→ Task to carry out: Set down the lines of the data exactly, starting at the first and stopping after the line containing "assert_eq!(node.service().store().get_connection(), Some(conn));".

==== Provided records

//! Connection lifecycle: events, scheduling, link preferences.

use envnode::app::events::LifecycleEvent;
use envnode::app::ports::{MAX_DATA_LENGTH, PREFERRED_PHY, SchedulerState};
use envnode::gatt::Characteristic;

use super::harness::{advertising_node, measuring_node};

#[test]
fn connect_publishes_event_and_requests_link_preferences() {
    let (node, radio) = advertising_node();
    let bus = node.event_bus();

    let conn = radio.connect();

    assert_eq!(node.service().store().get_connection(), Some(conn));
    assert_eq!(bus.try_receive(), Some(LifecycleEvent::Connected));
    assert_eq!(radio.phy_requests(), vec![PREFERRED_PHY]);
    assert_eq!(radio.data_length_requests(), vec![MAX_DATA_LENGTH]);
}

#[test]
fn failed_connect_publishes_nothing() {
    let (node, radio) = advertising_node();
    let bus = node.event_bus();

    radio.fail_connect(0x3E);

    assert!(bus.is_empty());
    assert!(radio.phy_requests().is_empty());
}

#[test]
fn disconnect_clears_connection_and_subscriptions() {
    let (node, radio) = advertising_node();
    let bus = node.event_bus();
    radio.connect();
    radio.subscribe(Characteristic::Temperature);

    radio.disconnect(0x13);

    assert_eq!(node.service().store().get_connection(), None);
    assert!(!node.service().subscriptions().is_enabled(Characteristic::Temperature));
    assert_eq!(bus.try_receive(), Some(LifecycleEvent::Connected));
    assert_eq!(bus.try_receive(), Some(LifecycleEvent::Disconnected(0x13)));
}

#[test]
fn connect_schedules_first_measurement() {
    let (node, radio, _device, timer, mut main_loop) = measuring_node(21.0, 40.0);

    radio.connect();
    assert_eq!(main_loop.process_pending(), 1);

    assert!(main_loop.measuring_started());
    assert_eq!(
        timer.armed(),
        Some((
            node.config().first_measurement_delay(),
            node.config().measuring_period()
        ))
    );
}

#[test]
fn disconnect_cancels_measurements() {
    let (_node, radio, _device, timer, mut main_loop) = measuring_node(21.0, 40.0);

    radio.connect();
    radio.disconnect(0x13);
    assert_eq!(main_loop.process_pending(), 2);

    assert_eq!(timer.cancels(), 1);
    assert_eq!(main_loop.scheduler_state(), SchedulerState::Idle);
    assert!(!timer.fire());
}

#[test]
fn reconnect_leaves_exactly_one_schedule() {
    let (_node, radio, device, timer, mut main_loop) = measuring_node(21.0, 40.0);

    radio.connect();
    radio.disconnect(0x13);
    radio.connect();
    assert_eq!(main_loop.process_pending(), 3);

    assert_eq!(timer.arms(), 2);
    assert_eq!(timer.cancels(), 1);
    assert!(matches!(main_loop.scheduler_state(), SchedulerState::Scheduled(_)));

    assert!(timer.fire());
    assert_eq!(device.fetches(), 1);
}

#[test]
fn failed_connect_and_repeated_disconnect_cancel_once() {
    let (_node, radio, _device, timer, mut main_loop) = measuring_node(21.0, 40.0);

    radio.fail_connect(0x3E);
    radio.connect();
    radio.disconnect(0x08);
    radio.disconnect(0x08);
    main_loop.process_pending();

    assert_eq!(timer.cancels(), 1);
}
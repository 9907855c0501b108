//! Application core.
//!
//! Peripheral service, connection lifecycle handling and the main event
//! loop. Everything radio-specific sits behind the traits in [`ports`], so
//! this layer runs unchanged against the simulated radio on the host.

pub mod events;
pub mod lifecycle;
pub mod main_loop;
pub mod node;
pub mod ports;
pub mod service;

========

→ Exercise output:
//! Connection lifecycle: events, scheduling, link preferences.

use envnode::app::events::LifecycleEvent;
use envnode::app::ports::{MAX_DATA_LENGTH, PREFERRED_PHY, SchedulerState};
use envnode::gatt::Characteristic;

use super::harness::{advertising_node, measuring_node};

#[test]
fn connect_publishes_event_and_requests_link_preferences() {
    let (node, radio) = advertising_node();
    let bus = node.event_bus();

    let conn = radio.connect();

    assert_eq!(node.service().store().get_connection(), Some(conn));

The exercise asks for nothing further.